Рая записывала за ней…          

Так сложились эти страницы…

Мы поддерживали связь.

Порой я посылала ей книги.

Мне казалось, что они помогут ей в жанре воспоминаний. Смерть отца, потом – матери, и совсем недавно – единственной, дорогой и любимой сестры.

Всё это надломило Раю.

Общаясь с ней по телефону, я хорошо чувствовала изменения, которые произошли с ней.

Утешало то, что люди, ставшие близкими ей и её семье за годы жизни в Иерухаме, не покидают её.

Их отношение к Рае меня бесконечно трогало.

Особенно раббанит Михаль Блуменцвайг, которая приняла близко к сердцу состояние Раи.

Тяжесть усугублялась мыслью о книге, которая теперь была для неё подобно брошенному ребёнку.

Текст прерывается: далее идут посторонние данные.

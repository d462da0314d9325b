//! Tool registry — registration, lookup, and per-project allowlists.

use std::collections::HashMap;
use std::sync::Arc;

use parking_lot::RwLock;

use nexus_domain::error::{Error, Result};
use nexus_domain::tool::ToolDefinition;

use crate::ExecutableTool;

/// Holds every registered tool, builtin and MCP-discovered alike.
///
/// Ids are unique across the registry; MCP-sourced ids carry the
/// `mcp:<prefix>:<name>` namespace so they can never collide with
/// builtins. A host-policy override map can force approval gating on a
/// per-id basis (used for MCP tools, which default to no approval).
pub struct ToolRegistry {
    tools: RwLock<HashMap<String, Arc<dyn ExecutableTool>>>,
    approval_overrides: RwLock<HashMap<String, bool>>,
}

impl ToolRegistry {
    pub fn new() -> Self {
        Self {
            tools: RwLock::new(HashMap::new()),
            approval_overrides: RwLock::new(HashMap::new()),
        }
    }

    /// Register a tool. Fails if the id is already taken.
    pub fn register(&self, tool: Arc<dyn ExecutableTool>) -> Result<()> {
        let id = tool.id().to_string();
        let mut tools = self.tools.write();
        if tools.contains_key(&id) {
            return Err(Error::Validation(format!(
                "tool id '{id}' is already registered"
            )));
        }
        tools.insert(id, tool);
        Ok(())
    }

    /// Remove every tool whose id starts with the given prefix. Used when
    /// an MCP server reconnects and its tool list is re-discovered.
    pub fn unregister_prefix(&self, prefix: &str) {
        self.tools.write().retain(|id, _| !id.starts_with(prefix));
    }

    pub fn get(&self, id: &str) -> Option<Arc<dyn ExecutableTool>> {
        self.tools.read().get(id).cloned()
    }

    /// Tools permitted for a project, in stable id order.
    pub fn list_allowed(&self, allowed_tools: &[String]) -> Vec<Arc<dyn ExecutableTool>> {
        let tools = self.tools.read();
        let mut out: Vec<Arc<dyn ExecutableTool>> = allowed_tools
            .iter()
            .filter_map(|id| tools.get(id).cloned())
            .collect();
        out.sort_by(|a, b| a.id().cmp(b.id()));
        out
    }

    /// LLM-facing definitions for a project's allowlist.
    pub fn definitions_for(&self, allowed_tools: &[String]) -> Vec<ToolDefinition> {
        self.list_allowed(allowed_tools)
            .iter()
            .map(|t| t.definition())
            .collect()
    }

    /// Force (or clear) approval gating for a tool id, overriding the
    /// tool's own declaration.
    pub fn set_requires_approval(&self, id: &str, requires: bool) {
        self.approval_overrides
            .write()
            .insert(id.to_string(), requires);
    }

    /// Effective approval requirement: host override, else the tool's own
    /// declaration, else risk-level gating.
    pub fn requires_approval(&self, tool: &dyn ExecutableTool) -> bool {
        if let Some(forced) = self.approval_overrides.read().get(tool.id()) {
            return *forced;
        }
        tool.requires_approval() || tool.risk_level().requires_approval()
    }

    pub fn len(&self) -> usize {
        self.tools.read().len()
    }

    pub fn is_empty(&self) -> bool {
        self.tools.read().is_empty()
    }
}

impl Default for ToolRegistry {
    fn default() -> Self {
        Self::new()
    }
}

/// Build the id for an MCP-discovered tool.
pub fn mcp_tool_id(prefix: &str, tool_name: &str) -> String {
    format!("mcp:{prefix}:{tool_name}")
}
//! Scheduled-task CRUD, approval, and pause.

use axum::extract::{Path, State};
use axum::response::Response;
use axum::Json;
use chrono::Utc;
use serde::Deserialize;
use uuid::Uuid;

use nexus_domain::error::Error;
use nexus_domain::task::{ScheduledTask, TaskOrigin, TaskPayload, TaskStatus};

use crate::runtime::cron;
use crate::state::AppState;

use super::{fail, ok, respond};

#[derive(Debug, Deserialize)]
#[serde(rename_all = "camelCase")]
pub struct CreateTask {
    pub name: String,
    pub cron_expression: String,
    pub task_payload: TaskPayload,
    #[serde(default = "default_origin")]
    pub origin: TaskOrigin,
    /// Agent-proposed tasks start `proposed`; static ones start `active`.
    #[serde(default)]
    pub status: Option<TaskStatus>,
    #[serde(default)]
    pub max_retries: Option<u32>,
    #[serde(default)]
    pub timeout_ms: Option<u64>,
    #[serde(default)]
    pub budget_per_run_usd: Option<f64>,
    #[serde(default)]
    pub max_duration_minutes: Option<u32>,
    #[serde(default)]
    pub max_turns: Option<u32>,
    #[serde(default)]
    pub max_runs: Option<u32>,
    #[serde(default)]
    pub expires_at: Option<chrono::DateTime<Utc>>,
}

fn default_origin() -> TaskOrigin {
    TaskOrigin::Static
}

pub async fn create(
    State(state): State<AppState>,
    Path(pid): Path<String>,
    Json(body): Json<CreateTask>,
) -> Response {
    if let Err(e) = state.projects.get(&pid).await {
        return fail(e);
    }
    if !cron::is_valid(&body.cron_expression) {
        return fail(Error::Validation(format!(
            "'{}' is not a 5-field cron expression",
            body.cron_expression
        )));
    }
    if body.task_payload.message.trim().is_empty() {
        return fail(Error::Validation("taskPayload.message must not be empty".into()));
    }

    let status = body.status.unwrap_or(match body.origin {
        TaskOrigin::Static => TaskStatus::Active,
        TaskOrigin::AgentProposed => TaskStatus::Proposed,
    });
    let now = Utc::now();
    let next_run_at = (status == TaskStatus::Active)
        .then(|| cron::cron_next(&body.cron_expression, &now))
        .flatten();

    let task = ScheduledTask {
        id: Uuid::new_v4(),
        project_id: pid,
        name: body.name,
        cron_expression: body.cron_expression,
        task_payload: body.task_payload,
        origin: body.origin,
        status,
        max_retries: body.max_retries.unwrap_or(2),
        timeout_ms: body.timeout_ms.unwrap_or(120_000),
        budget_per_run_usd: body.budget_per_run_usd,
        max_duration_minutes: body.max_duration_minutes,
        max_turns: body.max_turns,
        max_runs: body.max_runs,
        run_count: 0,
        last_run_at: None,
        next_run_at,
        expires_at: body.expires_at,
        created_at: now,
        updated_at: now,
        consecutive_failures: 0,
        last_error: None,
        last_error_at: None,
    };
    ok(state.tasks.insert(task).await)
}

pub async fn list(State(state): State<AppState>, Path(pid): Path<String>) -> Response {
    ok(state.tasks.list_by_project(&pid).await)
}

pub async fn get(State(state): State<AppState>, Path(id): Path<Uuid>) -> Response {
    respond(state.tasks.get(id).await)
}

pub async fn remove(State(state): State<AppState>, Path(id): Path<Uuid>) -> Response {
    if state.tasks.delete(id).await {
        ok(serde_json::json!({"deleted": id}))
    } else {
        fail(Error::NotFound(format!("scheduled task {id}")))
    }
}

/// Approve a proposed (or resume a paused) task. Recomputes
/// `next_run_at` from the cron on activation.
pub async fn approve(State(state): State<AppState>, Path(id): Path<Uuid>) -> Response {
    let result = state
        .tasks
        .update(id, |task| {
            task.status = TaskStatus::Active;
            task.next_run_at = cron::cron_next(&task.cron_expression, &Utc::now());
        })
        .await;
    respond(result)
}

pub async fn pause(State(state): State<AppState>, Path(id): Path<Uuid>) -> Response {
    respond(
        state
            .tasks
            .update(id, |task| {
                task.status = TaskStatus::Paused;
            })
            .await,
    )
}

pub async fn runs(State(state): State<AppState>, Path(id): Path<Uuid>) -> Response {
    match state.tasks.get(id).await {
        Ok(_) => ok(state.task_runs.list_by_task(id).await),
        Err(e) => fail(e),
    }
}
// ━━━━━━━━━━━━━━━━━━━━━━━━━━━━━━━━━━━━━━━━━━━━━━━━━━━━━━━━━━━━━━━━━━
// Request / outcome types
// ━━━━━━━━━━━━━━━━━━━━━━━━━━━━━━━━━━━━━━━━━━━━━━━━━━━━━━━━━━━━━━━━━━

/// Everything one turn needs, built by the caller (chat API, inbound
/// processor, webhook processor, scheduler).
pub struct TurnRequest {
    pub project: Project,
    pub session_id: Uuid,
    /// Already sanitized.
    pub user_message: String,
    pub system_prompt: String,
    pub prompt_snapshot: PromptSnapshot,
    /// Prior conversation (no system message).
    pub history: Vec<Message>,
    /// Scheduler runs cap cumulative trace cost.
    pub per_run_budget_usd: Option<f64>,
    /// Scheduler tasks may tighten the turn limit.
    pub max_turns_override: Option<u32>,
    pub cancel: CancelToken,
    /// When present, every provider event is forwarded (SSE streaming).
    pub events: Option<mpsc::Sender<ChatEvent>>,
}

/// A completed turn.
#[derive(Debug)]
pub struct TurnOutcome {
    pub trace: ExecutionTrace,
    pub response_text: String,
    /// Tool calls executed across the whole turn, in order.
    pub executed_tool_calls: Vec<ToolCall>,
    /// The final LLM call stopped on max_tokens.
    pub truncated: bool,
}

/// Bridges the provider's token estimate into the memory manager.
struct AdapterTokenCounter(Arc<dyn ProviderAdapter>);

impl TokenCounter for AdapterTokenCounter {
    fn count(&self, messages: &[Message]) -> u32 {
        self.0.count_tokens(messages)
    }
}

// ━━━━━━━━━━━━━━━━━━━━━━━━━━━━━━━━━━━━━━━━━━━━━━━━━━━━━━━━━━━━━━━━━━
// AgentRunner
// ━━━━━━━━━━━━━━━━━━━━━━━━━━━━━━━━━━━━━━━━━━━━━━━━━━━━━━━━━━━━━━━━━━

pub struct AgentRunner {
    tools: Arc<ToolRegistry>,
    cost: Arc<CostGuard>,
    approvals: Arc<ApprovalGate>,
    sessions: Arc<SessionStore>,
    messages: Arc<MessageStore>,
    traces: Arc<TraceStore>,
}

Она искала возможность помочь себе и книге.

Чтобы вернуть черновики к жизни, кто-то должен был внести их в компьютер.

Нити памяти привели Раю к Изабелле Побединой, с которой она когда-то говорила о книге, и эпизоды, разбросанные по разным папкам, расположились в хронологическом порядке.

Это было начало...

Пришёл час редактуры.

Воспоминания обретали жизнь.

Они были о людях, достойных нашей памяти...

                                               

       «Уголёк, выхваченный из огня»
отрывки из книги

 

Случай из детства

 

У меня, сколько я себя помню, всегда была неважная память. Лермонтовские «Тучки небесные, вечные странники…», любимые мною из раннего детства до нынешних дней, я учила долго и до изнурения, пока, наконец, не выучила так, что потом помнила долгие годы.

Поэтому меня саму удивляет тот факт, что я и сейчас помню случай, происшедший, когда я была ещё совсем маленькой девочкой в возрасте меньше пяти лет.

Мы тогда с семьёй жили в Глуске, еврейском городке-местечке, где родилась и провела детство и юность мама и где погибли от нацистов бабушка и один из маминых братьев с семьёй вместе со всеми евреями городка.

Отец мамы умер до начала войны.

Случай, о котором идёт речь, произошел где-то в начале 1950 годов. Когда мне было 4-5 лет приблизительно. Наша семья я, мама и папа (младшая моя сестра Валя-Лея тогда, кажется, ещё не родилась) снимали комнату у местной жительницы, которую я звала тетя Тайба, и которая, как многие в Глуске, относились ко мне с большой теплотой и нежностью, я теперь понимаю это было проекцией отношения к маме…

Возможно, я, привыкшая к этой теплоте, потому так тяжело восприняла в тот день, как отнеслась ко мне тётя Тайбе.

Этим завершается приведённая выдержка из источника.